By: Max Mangigian
It’s been less than a week and I am already done with the constant Jayson Tatum and Markelle Fultz comparisons. As a Sixers fan, I recognize that the Sixers have made their fair share of mistakes recently.
Personally, I was against the trade that saw Boston and Philadelphia swap picks for the 2017 NBA Draft the day it was announced.
I believed at No. 3 there were a few great options, as the 2017 draft was unusually deep. I wanted to take De’Aaron Fox at No. 3, but there were multiple choices I felt you couldn’t go wrong with.
The Sixers took a risk, one that many fans have come to regret, and I cannot blame them for that. The Sixers mortgaged the future, and it looks right now, that they will not live this down for a long time.
However, I cannot be alone in already dreading Sixers fans crying about this alleged mistake for the next five years. Regardless of how you feel, the Sixers have who they have, and it’s time for them to look within themselves.
May I remind you that Markelle Fultz is only 20-years-old. May I also remind you that Fultz has only played 15 regular season games in the NBA. It is way too soon to write Fultz off. It is fair, however, to say he and Tatum are very far apart right now.
The Sixers lost to a championship contender in Boston to open up the season, and sports talk radio will tell you the sky is already falling.
Over the summer, Brett Brown infamously said: “We’re star hunting.” That hunt came up empty, but that does not mean the Sixers lack star power.
While the NBA may feel like an arms race right now, it takes a lot more than star power to win titles. The Sixers, without Tatum, can and likely will be title contenders. So you struck out on LeBron James last summer, now it’s time for the guys in the room, to bring those championship dreams to fruition.
Markelle Fultz drills the first three of his NBA career! pic.twitter.com/pmKZTqgeJw
— Basketball Society (@BBallSociety_) October 19, 2018
If the Sixers need motivation or proof that this is possible, they do not even have to leave the parking lot. The Philadelphia Eagles last year completed one of the most memorable underdog stories in sports. It did not come from star power.
Now, I fully understand that the NBA is much more reliant on stars, but the sentiment still translates. The Sixers need to look within, and each player and coach needs to reflect on what they can do to improve.
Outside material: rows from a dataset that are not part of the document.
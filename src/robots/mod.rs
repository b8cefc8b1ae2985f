//! Robots.txt handling module
//!
//! This module provides functionality for fetching, parsing, and caching
//! robots.txt files, and answers whether a URL may be fetched.
//!
//! # Fetch policy
//!
//! | robots.txt response | Rules used |
//! |---------------------|------------|
//! | 2xx | parsed body |
//! | 4xx | allow all (the site has no robots.txt) |
//! | 5xx, network error, timeout | [`RobotsFailurePolicy`]: allow all (default) or disallow all |

mod cache;
mod parser;

pub use cache::{CachedRobots, RobotsCache, RobotsSource};
pub use parser::ParsedRobots;

use crate::config::{Config, RobotsConfig, RobotsFailurePolicy};
use crate::crawler::Fetcher;
use std::time::Duration;
use url::Url;

/// Returns the robots.txt URL for the origin of `url`
pub fn robots_url(url: &Url) -> Option<Url> {
    url.join("/robots.txt").ok()
}

/// Fetches and parses robots.txt for the origin of `url`
///
/// Never fails: an unreachable robots.txt resolves to the failure policy.
pub async fn fetch_robots(
    fetcher: &mut Fetcher,
    url: &Url,
    policy: RobotsFailurePolicy,
) -> CachedRobots {
    let unavailable = || {
        let rules = match policy {
            RobotsFailurePolicy::Allow => ParsedRobots::allow_all(),
            RobotsFailurePolicy::Deny => ParsedRobots::disallow_all(),
        };
        CachedRobots::new(rules, RobotsSource::Unavailable)
    };

    let Some(robots_url) = robots_url(url) else {
        return unavailable();
    };

    tracing::debug!("Fetching robots.txt: {}", robots_url);
    let response = match fetcher.get(&robots_url, None).await {
        Ok(response) => response,
        Err(e) => {
            tracing::warn!("Failed to fetch {}: {} (policy: {:?})", robots_url, e, policy);
            return unavailable();
        }
    };

    let status = response.status();
    if status.is_client_error() {
        tracing::debug!("No robots.txt at {} (HTTP {})", robots_url, status.as_u16());
        return CachedRobots::new(ParsedRobots::allow_all(), RobotsSource::Missing);
    }

    if !status.is_success() {
        tracing::warn!(
            "robots.txt at {} returned HTTP {} (policy: {:?})",
            robots_url,
            status.as_u16(),
            policy
        );
        return unavailable();
    }

    match response.text().await {
        Ok(body) => CachedRobots::new(ParsedRobots::from_content(&body), RobotsSource::Fetched),
        Err(e) => {
            tracing::warn!("Failed to read {}: {} (policy: {:?})", robots_url, e, policy);
            unavailable()
        }
    }
}

/// Answers robots.txt questions for the whole run
///
/// Rules are cached per origin, so each site's robots.txt is requested once.
pub struct RobotsChecker {
    cache: RobotsCache,
    /// Product token matched against robots.txt user-agent groups
    agent: String,
    policy: RobotsFailurePolicy,
    /// Longest Crawl-delay honoured
    max_crawl_delay: Duration,
}

impl RobotsChecker {
    pub fn new(agent: impl Into<String>, policy: RobotsFailurePolicy) -> Self {
        Self {
            cache: RobotsCache::new(),
            agent: agent.into(),
            policy,
            max_crawl_delay: RobotsConfig::default().max_crawl_delay(),
        }
    }

    pub fn from_config(config: &Config) -> Self {
        Self::new(
            config.user_agent.product_token(),
            config.robots.on_fetch_failure,
        )
        .with_max_crawl_delay(config.robots.max_crawl_delay())
    }

    pub fn with_max_crawl_delay(mut self, max: Duration) -> Self {
        self.max_crawl_delay = max;
        self
    }

    pub fn agent(&self) -> &str {
        &self.agent
    }

    /// Number of origins whose robots.txt has been resolved
    pub fn origins_checked(&self) -> usize {
        self.cache.len()
    }

    /// Checks whether `url` may be fetched, fetching robots.txt if needed
    pub async fn is_allowed(&mut self, fetcher: &mut Fetcher, url: &Url) -> bool {
        let origin = url.origin().ascii_serialization();

        if self.cache.get(&origin).is_none() {
            let robots = fetch_robots(fetcher, url, self.policy).await;
            tracing::debug!("robots.txt for {} resolved as {:?}", origin, robots.source);
            self.cache.insert(origin.clone(), robots);
        } else {
            tracing::trace!("Using cached robots.txt for {}", origin);
        }

        match self.cache.get(&origin) {
            Some(robots) => robots.is_allowed(url.as_str(), &self.agent),
            None => self.policy == RobotsFailurePolicy::Allow,
        }
    }

    /// Crawl delay requested by the origin of `url`, if already known
    pub fn crawl_delay(&self, url: &Url) -> Option<Duration> {
        self.cache
            .get(&url.origin().ascii_serialization())
            .and_then(|robots| robots.crawl_delay(&self.agent, self.max_crawl_delay))
    }
}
“The Process” has not failed. The Sixers took a risk in Joel Embiid, and I do not think a single Sixers fan would have done it differently if given a second chance.
Fultz may be taking longer than Tatum to develop, but that does not mean he never will. I understand that fans have waited long enough, I cannot disagree with that ideology.
The future’s still bright. It is time to ride with who we have, because we are all we’ve got, and all we need.
It starts with Brett Brown and the Sixers overall preparedness. The turnovers against Boston were inexcusable, and I was not happy with Brown’s idea of cheering his guys through it.
Philadelphia has a major issue with finding a consistent offense for 48 minutes. The players need to play with a sense of urgency and want it more.
If the Sixers take care of the basketball, limit mistakes, and make open shots, the outcome of the season opener may have been different. These are problems that can be solved. They do not require anything other than work.
Forget Jayson Tatum, it is time to look within.